WORK INSTRUCTIONS: In the entries below, find the line with "assert_eq!(cardigan.song_id, RecordId::Int(2));" and the line with "assert!(cardigan.producers.is_empty());". Return those two lines and all lines between them, exactly.
PROVIDED DATA section start
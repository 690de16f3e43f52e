//! The config module provides the configuration schema and parsing logic.
//!
//! Unknown keys are reported with a warning and otherwise ignored.

use std::fs;
use std::path::{Path, PathBuf};
use std::time::Duration;

use directories::ProjectDirs;
use serde::Deserialize;
use tracing::{debug, warn};

use crate::error::{Result, SongbookExpectedError};

pub const DEFAULT_QUERY_TIMEOUT_MS: u64 = 5_000;
pub const DEFAULT_BUSY_TIMEOUT_MS: u64 = 15_000;
pub const DEFAULT_NO_ALBUM_TITLE: &str = "Sem Album";

#[derive(Debug, Clone, PartialEq, Eq)]
pub struct Config {
    /// The SQLite file produced by the catalog loader. Opened read-only.
    pub database_path: PathBuf,
    /// Upper bound on the run time of any single statement.
    pub query_timeout: Duration,
    pub busy_timeout: Duration,
    /// Title of the placeholder album that holds songs without an album.
    pub no_album_title: String,
    pub max_proc: usize,
    /// Run the analytics batch on a worker pool of `max_proc` threads.
    pub parallel_batch: bool,
}

#[derive(Debug, Deserialize)]
struct RawConfig {
    database_path: Option<String>,
    query_timeout_ms: Option<i64>,
    busy_timeout_ms: Option<i64>,
    no_album_title: Option<String>,
    max_proc: Option<i64>,
    parallel_batch: Option<bool>,
    #[serde(flatten)]
    unrecognized: toml::Table,
}

impl Config {
    pub fn new(database_path: impl Into<PathBuf>) -> Self {
        Self {
            database_path: database_path.into(),
            query_timeout: Duration::from_millis(DEFAULT_QUERY_TIMEOUT_MS),
            busy_timeout: Duration::from_millis(DEFAULT_BUSY_TIMEOUT_MS),
            no_album_title: DEFAULT_NO_ALBUM_TITLE.to_string(),
            max_proc: default_max_proc(),
            parallel_batch: false,
        }
    }

    pub fn default_config_path() -> PathBuf {
        match ProjectDirs::from("", "", "songbook") {
            Some(dirs) => dirs.config_dir().join("config.toml"),
            None => PathBuf::from("songbook.toml"),
        }
    }

    pub fn parse(config_path_override: Option<&Path>) -> Result<Self> {
        let cfgpath = config_path_override.map(Path::to_path_buf).unwrap_or_else(Self::default_config_path);
        debug!("Loading configuration from {}", cfgpath.display());

        let text = fs::read_to_string(&cfgpath).map_err(|_| SongbookExpectedError::ConfigNotFound { path: cfgpath.clone() })?;
        Self::from_toml_str(&cfgpath, &text)
    }

    pub fn from_toml_str(cfgpath: &Path, text: &str) -> Result<Self> {
        let raw: RawConfig = toml::from_str(text).map_err(|e| SongbookExpectedError::ConfigDecode {
            path: cfgpath.to_path_buf(),
            message: e.to_string(),
        })?;

        for key in raw.unrecognized.keys() {
            warn!("Unrecognized key {} in configuration file ({}), ignoring", key, cfgpath.display());
        }

        let database_path = match raw.database_path {
            Some(p) if !p.trim().is_empty() => PathBuf::from(shellexpand::tilde(p.trim()).into_owned()),
            Some(_) => return Err(invalid("database_path", "must be a non-empty path")),
            None => return Err(invalid("database_path", "missing required key")),
        };

        let mut config = Config::new(database_path);
        if let Some(ms) = raw.query_timeout_ms {
            config.query_timeout = Duration::from_millis(positive("query_timeout_ms", ms)?);
        }
        if let Some(ms) = raw.busy_timeout_ms {
            config.busy_timeout = Duration::from_millis(positive("busy_timeout_ms", ms)?);
        }
        if let Some(title) = raw.no_album_title {
            config.no_album_title = title;
        }
        if let Some(n) = raw.max_proc {
            config.max_proc = positive("max_proc", n)? as usize;
        }
        if let Some(parallel) = raw.parallel_batch {
            config.parallel_batch = parallel;
        }
        Ok(config)
    }
}

fn default_max_proc() -> usize {
    num_cpus::get().max(1)
}

fn positive(key: &str, value: i64) -> Result<u64> {
    if value <= 0 {
        return Err(invalid(key, &format!("must be a positive integer: got {value}")));
    }
    Ok(value as u64)
}

fn invalid(key: &str, message: &str) -> crate::error::SongbookError {
    SongbookExpectedError::InvalidConfigValue {
        key: key.to_string(),
        message: message.to_string(),
    }
    .into()
}
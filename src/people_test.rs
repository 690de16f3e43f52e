use crate::error::RoleSearchError;
use crate::people::*;
use crate::store::{RecordId, Store};
use crate::testing;

fn titles(results: &[SongRoleResult]) -> Vec<&str> {
    results.iter().map(|r| r.song_title.as_str()).collect()
}

#[test]
fn test_empty_term_matches_nothing() {
    let (config, _temp_dir) = testing::seeded_store();
    let store = Store::open(&config).unwrap();

    for term in ["", "   "] {
        assert_eq!(search_people(&store, term), PeopleSearch::empty());
        for role in Role::ALL {
            assert!(search_by_role(&store, role, term).unwrap().is_empty());
        }
    }
}

#[test]
fn test_substring_match_crosses_roles() {
    let (config, _temp_dir) = testing::store_with(
        "
        INSERT INTO Musicas (song_id, song_title, song_url) VALUES (1, 'S', 'https://x/s');
        INSERT INTO Pessoas (person_id, person) VALUES (1, 'Jon Smith'), (2, 'Ana Jones');
        INSERT INTO Escritores (writer_id, song_id) VALUES (1, 1);
        INSERT INTO Artistas (artist_id, song_id) VALUES (2, 1);
        ",
    );
    let store = Store::open(&config).unwrap();

    let results = search_people(&store, "Jon");
    assert!(results.producer.as_ref().unwrap().is_empty());

    let writers = results.escritor.as_ref().unwrap();
    assert_eq!(titles(writers), vec!["S"]);
    assert_eq!(writers[0].names(Role::Writer), vec!["Jon Smith"]);
    assert_eq!(writers[0].names(Role::Artist), vec!["Ana Jones"]);
    assert_eq!(writers[0].song_link, "https://x/s");

    let artists = results.artista.as_ref().unwrap();
    assert_eq!(titles(artists), vec!["S"]);
    assert_eq!(artists[0].names(Role::Writer), vec!["Jon Smith"]);
}

#[test]
fn test_writer_search_aggregates_all_roles() {
    let (config, _temp_dir) = testing::seeded_store();
    let store = Store::open(&config).unwrap();

    let results = search_by_role(&store, Role::Writer, "Jon").unwrap();
    assert_eq!(titles(&results), vec!["Cardigan", "Exile"]);

    let cardigan = &results[0];
    assert_eq!(cardigan.song_id, RecordId::Int(2));
    // Jon Smith is listed twice as a writer on Cardigan.
    assert_eq!(cardigan.names(Role::Writer), vec!["Jack Antonoff", "Jon Smith"]);
    assert_eq!(cardigan.names(Role::Artist), vec!["Ana Jones"]);
    assert!(cardigan.producers.is_empty());

    let exile = &results[1];
    assert_eq!(exile.names(Role::Writer), vec!["Jon Smith"]);
    assert_eq!(exile.names(Role::Producer), vec!["Jack Antonoff"]);
    assert!(exile.artists.is_empty());
}

#[test]
fn test_song_reached_twice_appears_once() {
    let (config, _temp_dir) = testing::seeded_store();
    let store = Store::open(&config).unwrap();

    // Both Max Martins produced Love Story.
    let results = search_by_role(&store, Role::Producer, "max").unwrap();
    assert_eq!(titles(&results), vec!["Love Story"]);

    // Two people share the name; dedup is by identity, so both are kept.
    let producers = &results[0].producers;
    assert_eq!(producers.len(), 2);
    assert_eq!(
        producers.iter().map(|c| c.person_id.clone()).collect::<Vec<_>>(),
        vec![RecordId::Int(3), RecordId::Int(5)]
    );
    assert_eq!(results[0].names(Role::Artist), vec!["Jack Antonoff"]);
}

#[test]
fn test_no_song_repeats_within_a_role() {
    let (config, _temp_dir) = testing::seeded_store();
    let store = Store::open(&config).unwrap();

    for term in ["a", "o", "n", "Max", "Jack"] {
        for role in Role::ALL {
            let results = search_by_role(&store, role, term).unwrap();
            let mut ids: Vec<_> = results.iter().map(|r| r.song_id.clone()).collect();
            let total = ids.len();
            ids.sort();
            ids.dedup();
            assert_eq!(ids.len(), total, "duplicate song for {role} / {term}");
        }
    }
}

#[test]
fn test_results_ordered_by_title() {
    let (config, _temp_dir) = testing::seeded_store();
    let store = Store::open(&config).unwrap();

    let results = search_by_role(&store, Role::Artist, "a").unwrap();
    assert_eq!(titles(&results), vec!["Cardigan", "Love Story"]);
}

#[test]
fn test_match_is_case_insensitive_and_literal() {
    let (config, _temp_dir) = testing::seeded_store();
    let store = Store::open(&config).unwrap();

    let results = search_by_role(&store, Role::Writer, "JON SMITH").unwrap();
    assert_eq!(titles(&results), vec!["Cardigan", "Exile"]);

    // Wildcards in the term are literal characters, not patterns.
    for term in ["%", "_", "J%n"] {
        for role in Role::ALL {
            assert!(search_by_role(&store, role, term).unwrap().is_empty(), "{term} matched for {role}");
        }
    }
}

#[test]
fn test_role_channels_fail_independently() {
    let results = PeopleSearch::collect(|role| match role {
        Role::Artist => Err(RoleSearchError {
            role,
            message: "boom".to_string(),
        }),
        _ => Ok(Vec::new()),
    });

    assert!(results.producer.is_ok());
    assert!(results.escritor.is_ok());
    let errors = results.errors();
    assert_eq!(errors.len(), 1);
    assert_eq!(errors[0].role, Role::Artist);
    assert_eq!(errors[0].to_string(), "Error accessing database for artist search: boom");
}

#[test]
fn test_store_failure_is_isolated_per_role() {
    let seed = format!("{}\nDROP TABLE Escritores;", testing::SEED);
    let (config, _temp_dir) = testing::store_with(&seed);
    let store = Store::open(&config).unwrap();

    let results = search_people(&store, "Jon");
    // Nobody named like "Jon" produces anything, so the producer channel never touches writers.
    assert_eq!(results.producer, Ok(Vec::new()));
    assert_eq!(results.artista.as_ref().unwrap_err().role, Role::Artist);
    assert_eq!(results.escritor.as_ref().unwrap_err().role, Role::Writer);
}

#[test]
fn test_credits_found_when_role_table_stores_text_ids() {
    let (config, _temp_dir) = testing::store_with(
        "
        DROP TABLE Escritores;
        CREATE TABLE Escritores (writer_id TEXT, song_id TEXT);
        INSERT INTO Musicas (song_id, song_title, song_url) VALUES (1, 'Cardigan', 'https://x/cardigan');
        INSERT INTO Pessoas (person_id, person) VALUES (1, 'Jon Smith'), (2, 'Ana Jones');
        INSERT INTO Escritores (writer_id, song_id) VALUES ('1', '1');
        INSERT INTO Artistas (artist_id, song_id) VALUES (2, 1);
        ",
    );
    let store = Store::open(&config).unwrap();

    let results = search_by_role(&store, Role::Writer, "Jon").unwrap();
    assert_eq!(results.len(), 1);
    assert_eq!(results[0].song_id, RecordId::Int(1));
    assert_eq!(results[0].names(Role::Writer), vec!["Jon Smith"]);
    assert_eq!(results[0].names(Role::Artist), vec!["Ana Jones"]);

    let results = search_by_role(&store, Role::Artist, "Ana").unwrap();
    assert_eq!(results[0].names(Role::Writer), vec!["Jon Smith"]);
}

#[test]
fn test_people_search_serialization() {
    let (config, _temp_dir) = testing::seeded_store();
    let store = Store::open(&config).unwrap();

    let json = serde_json::to_value(search_people(&store, "Antonoff")).unwrap();
    let first = &json["producer"]["Ok"][0];
    assert_eq!(first["song_title"], "Exile");
    assert_eq!(first["producers"][0]["name"], "Jack Antonoff");
    assert_eq!(first["producers"][0]["person_id"], 4);
    assert_eq!(first["artists"], serde_json::json!([]));
}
PROVIDED DATA section end
EXERCISE OUTPUT:
    assert_eq!(cardigan.song_id, RecordId::Int(2));
    // Jon Smith is listed twice as a writer on Cardigan.
    assert_eq!(cardigan.names(Role::Writer), vec!["Jack Antonoff", "Jon Smith"]);
    assert_eq!(cardigan.names(Role::Artist), vec!["Ana Jones"]);
    assert!(cardigan.producers.is_empty());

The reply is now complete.